I have recently been rereading Walden Pond by Thoreau, and it is funny how similar his line of thinking is with MMM. I think the quote below is as timely and relevant today as it was when it was written over 150 years ago. Then like today, men cling to a common mode of living (no matter how burdensome) forced upon them by social conventions and advertising, instead of thinking for themselves.

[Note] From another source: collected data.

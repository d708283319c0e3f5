// Copyright (c) Microsoft Corporation.
// Licensed under the MIT License.

//! TTL envelopes layered over any storage.
//!
//! [`Expiring`] stores each value inside an [`Envelope`] that records when it was
//! written and for how long it stays valid. Reads check the envelope and treat a
//! stale entry as absent, deleting it on the way out. Writes made with an eager
//! [`CacheOptions`] also schedule a timer that deletes the entry once the TTL has
//! elapsed, which keeps storage that is never read again from filling up.

use std::{
    marker::PhantomData,
    sync::Arc,
    time::{Duration, SystemTime, UNIX_EPOCH},
};

use memoria_storage::{CacheOptions, Error, Storage, SyncStorage};
use serde::{Deserialize, Serialize};

/// Creation time and lifetime of a stored value.
#[derive(Debug, Clone, Copy, PartialEq, Eq, Serialize, Deserialize)]
#[serde(rename_all = "camelCase")]
pub struct Meta {
    created_at: i64,
    #[serde(rename = "ttl")]
    ttl_millis: i64,
}

impl Meta {
    /// Creates metadata for a value written at `created_at` (milliseconds since
    /// the Unix epoch) that lives for `ttl_millis`.
    #[must_use]
    pub fn new(created_at: i64, ttl_millis: i64) -> Self {
        Self { created_at, ttl_millis }
    }

    /// Milliseconds since the Unix epoch at which the value was written.
    #[must_use]
    pub fn created_at(&self) -> i64 {
        self.created_at
    }

    /// Lifetime in milliseconds.
    #[must_use]
    pub fn ttl_millis(&self) -> i64 {
        self.ttl_millis
    }

    /// Returns `true` if the value is stale at `now` (milliseconds since the Unix epoch).
    ///
    /// A zero or negative lifetime is stale at any time.
    #[must_use]
    pub fn is_expired_at(&self, now: i64) -> bool {
        self.ttl_millis <= 0 || now > self.created_at.saturating_add(self.ttl_millis)
    }
}

/// A stored value plus its optional expiry metadata.
///
/// An envelope without metadata never expires.
///
/// # Examples
///
/// ```
/// use memoria::{Envelope, Meta};
///
/// let forever = Envelope::forever("a");
/// assert!(!forever.is_expired_at(i64::MAX));
///
/// let short = Envelope::new("b", Meta::new(1_000, 50));
/// assert!(!short.is_expired_at(1_050));
/// assert!(short.is_expired_at(1_051));
/// ```
#[derive(Debug, Clone, PartialEq, Eq, Serialize, Deserialize)]
pub struct Envelope<V> {
    content: V,
    meta: Option<Meta>,
}

impl<V> Envelope<V> {
    /// Wraps `content` with expiry metadata.
    pub fn new(content: V, meta: Meta) -> Self {
        Self { content, meta: Some(meta) }
    }

    /// Wraps `content` without expiry.
    pub fn forever(content: V) -> Self {
        Self { content, meta: None }
    }

    /// Returns the wrapped value.
    pub fn content(&self) -> &V {
        &self.content
    }

    /// Unwraps the value.
    pub fn into_content(self) -> V {
        self.content
    }

    /// Returns the expiry metadata, or `None` for values that never expire.
    pub fn meta(&self) -> Option<&Meta> {
        self.meta.as_ref()
    }

    /// Returns `true` if the value is stale at `now` (milliseconds since the Unix epoch).
    pub fn is_expired_at(&self, now: i64) -> bool {
        self.meta.is_some_and(|meta| meta.is_expired_at(now))
    }
}

/// A storage adapter that enforces per-entry TTLs.
///
/// `Expiring` implements [`Storage`] for `V` over an inner storage of
/// `Envelope<V>`, and [`SyncStorage`] likewise. Plain `set` calls use
/// [`CacheOptions::default`].
///
/// Eager deletion timers run on the ambient Tokio runtime. Without one, writes
/// fall back to lazy expiry.
///
/// # Examples
///
/// ```
/// use memoria::{CacheOptions, Envelope, Expiring, MemoryStorage, Storage};
///
/// # #[tokio::main(flavor = "current_thread")]
/// # async fn main() {
/// let storage = Expiring::new(MemoryStorage::<Envelope<i32>>::new());
///
/// storage.set_with("answer", Some(42), &CacheOptions::new().forever()).await.unwrap();
/// assert_eq!(storage.get("answer").await.unwrap(), Some(42));
/// # }
/// ```
pub struct Expiring<S, V> {
    inner: Arc<S>,
    _phantom: PhantomData<fn() -> V>,
}

impl<S, V> Expiring<S, V> {
    /// Wraps `inner`.
    pub fn new(inner: S) -> Self {
        Self {
            inner: Arc::new(inner),
            _phantom: PhantomData,
        }
    }

    /// Returns the wrapped storage, for direct inspection of envelopes.
    pub fn inner(&self) -> &S {
        &self.inner
    }

    fn envelope(value: V, options: &CacheOptions) -> Envelope<V> {
        if options.is_cached_forever() {
            Envelope::forever(value)
        } else {
            Envelope::new(value, Meta::new(now_millis(), options.ttl_millis()))
        }
    }
}

impl<S, V> Clone for Expiring<S, V> {
    fn clone(&self) -> Self {
        Self {
            inner: Arc::clone(&self.inner),
            _phantom: PhantomData,
        }
    }
}

impl<S, V> std::fmt::Debug for Expiring<S, V>
where
    S: std::fmt::Debug,
{
    fn fmt(&self, f: &mut std::fmt::Formatter<'_>) -> std::fmt::Result {
        f.debug_struct("Expiring").field("inner", &self.inner).finish()
    }
}

impl<S, V> Storage<V> for Expiring<S, V>
where
    S: Storage<Envelope<V>> + 'static,
    V: Send + Sync + 'static,
{
    async fn get(&self, key: &str) -> Result<Option<V>, Error> {
        let Some(envelope) = Storage::get(&*self.inner, key).await? else {
            return Ok(None);
        };

        if envelope.is_expired_at(now_millis()) {
            tracing::debug!(cache.key = key, "entry expired, deleting");
            Storage::set(&*self.inner, key, None).await?;
            return Ok(None);
        }

        Ok(Some(envelope.into_content()))
    }

    async fn set(&self, key: &str, value: Option<V>) -> Result<(), Error> {
        Storage::set_with(self, key, value, &CacheOptions::default()).await
    }

    async fn set_with(&self, key: &str, value: Option<V>, options: &CacheOptions) -> Result<(), Error> {
        let Some(value) = value else {
            return Storage::set(&*self.inner, key, None).await;
        };

        Storage::set(&*self.inner, key, Some(Self::envelope(value, options))).await?;

        if !options.is_lazy() && !options.is_cached_forever() {
            let inner = Arc::clone(&self.inner);
            schedule_eviction(key, options.ttl_millis(), move |key| async move {
                Storage::set(&*inner, &key, None).await
            });
        }

        Ok(())
    }

    async fn clear(&self) -> Result<(), Error> {
        Storage::clear(&*self.inner).await
    }
}

impl<S, V> SyncStorage<V> for Expiring<S, V>
where
    S: SyncStorage<Envelope<V>> + 'static,
    V: Send + Sync + 'static,
{
    fn get(&self, key: &str) -> Result<Option<V>, Error> {
        let Some(envelope) = SyncStorage::get(&*self.inner, key)? else {
            return Ok(None);
        };

        if envelope.is_expired_at(now_millis()) {
            tracing::debug!(cache.key = key, "entry expired, deleting");
            SyncStorage::set(&*self.inner, key, None)?;
            return Ok(None);
        }

        Ok(Some(envelope.into_content()))
    }

    fn set(&self, key: &str, value: Option<V>) -> Result<(), Error> {
        SyncStorage::set_with(self, key, value, &CacheOptions::default())
    }

    fn set_with(&self, key: &str, value: Option<V>, options: &CacheOptions) -> Result<(), Error> {
        let Some(value) = value else {
            return SyncStorage::set(&*self.inner, key, None);
        };

        SyncStorage::set(&*self.inner, key, Some(Self::envelope(value, options)))?;

        if !options.is_lazy() && !options.is_cached_forever() {
            let inner = Arc::clone(&self.inner);
            schedule_eviction(key, options.ttl_millis(), move |key| async move {
                SyncStorage::set(&*inner, &key, None)
            });
        }

        Ok(())
    }

    fn clear(&self) -> Result<(), Error> {
        SyncStorage::clear(&*self.inner)
    }
}

/// Deletes `key` after `ttl_millis` using `delete`, on the current Tokio runtime.
fn schedule_eviction<D, Fut>(key: &str, ttl_millis: i64, delete: D)
where
    D: FnOnce(String) -> Fut + Send + 'static,
    Fut: Future<Output = Result<(), Error>> + Send + 'static,
{
    let Ok(runtime) = tokio::runtime::Handle::try_current() else {
        tracing::debug!(cache.key = key, "no runtime for eager expiry, entry expires lazily");
        return;
    };

    let key = key.to_string();
    let delay = Duration::from_millis(u64::try_from(ttl_millis).unwrap_or_default());
    runtime.spawn(async move {
        tokio::time::sleep(delay).await;
        if let Err(error) = delete(key.clone()).await {
            tracing::warn!(cache.key = %key, error = %error, "eager expiry failed to delete entry");
        }
    });
}

fn now_millis() -> i64 {
    SystemTime::now()
        .duration_since(UNIX_EPOCH)
        .map(|elapsed| i64::try_from(elapsed.as_millis()).unwrap_or(i64::MAX))
        .unwrap_or_default()
}

#[cfg(test)]
mod tests {
    use super::*;

    #[test]
    fn meta_expiry_boundary_is_exclusive() {
        let meta = Meta::new(100, 10);
        assert!(!meta.is_expired_at(110));
        assert!(meta.is_expired_at(111));
    }

    #[test]
    fn non_positive_ttl_is_always_expired() {
        assert!(Meta::new(100, 0).is_expired_at(100));
        assert!(Meta::new(100, -1_000).is_expired_at(0));
    }

    #[test]
    fn meta_serializes_with_short_field_names() {
        let json = serde_json::to_string(&Envelope::new(1, Meta::new(5, 6))).expect("serialize failed");
        assert_eq!(json, r#"{"content":1,"meta":{"createdAt":5,"ttl":6}}"#);

        let forever = serde_json::to_string(&Envelope::forever(1)).expect("serialize failed");
        assert_eq!(forever, r#"{"content":1,"meta":null}"#);
    }

    #[test]
    fn envelopes_deserialize() {
        let envelope: Envelope<String> =
            serde_json::from_str(r#"{"content":"x","meta":{"createdAt":1,"ttl":2}}"#).expect("deserialize failed");
        assert_eq!(envelope.content(), "x");
        assert_eq!(envelope.meta(), Some(&Meta::new(1, 2)));
    }

    #[test]
    fn now_is_after_epoch() {
        assert!(now_millis() > 0);
    }
}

Washington Post article here: http://www.mrmoneymustache.com/2013/04/ ... questions/The mass of men lead lives of quiet desperation. What is called resignation is confirmed desperation. From the desperate city you go into the desperate country, and have to console yourself with the bravery of minks and muskrats. A stereotyped but unconscious despair is concealed even under what are called the games and amusements of mankind. There is no play in them, for this comes after work. But it is a characteristic of wisdom not to do desperate things. When we consider what, to use the words of the catechism, is the chief end of man, and what are the true necessaries and means of life, it appears as if men had deliberately chosen the common mode of living because they preferred it to any other. Yet they honestly think there is no choice left. But alert and healthy natures remember that the sun rose clear. It is never too late to give up our prejudices. No way of thinking or doing, however ancient, can be trusted without proof.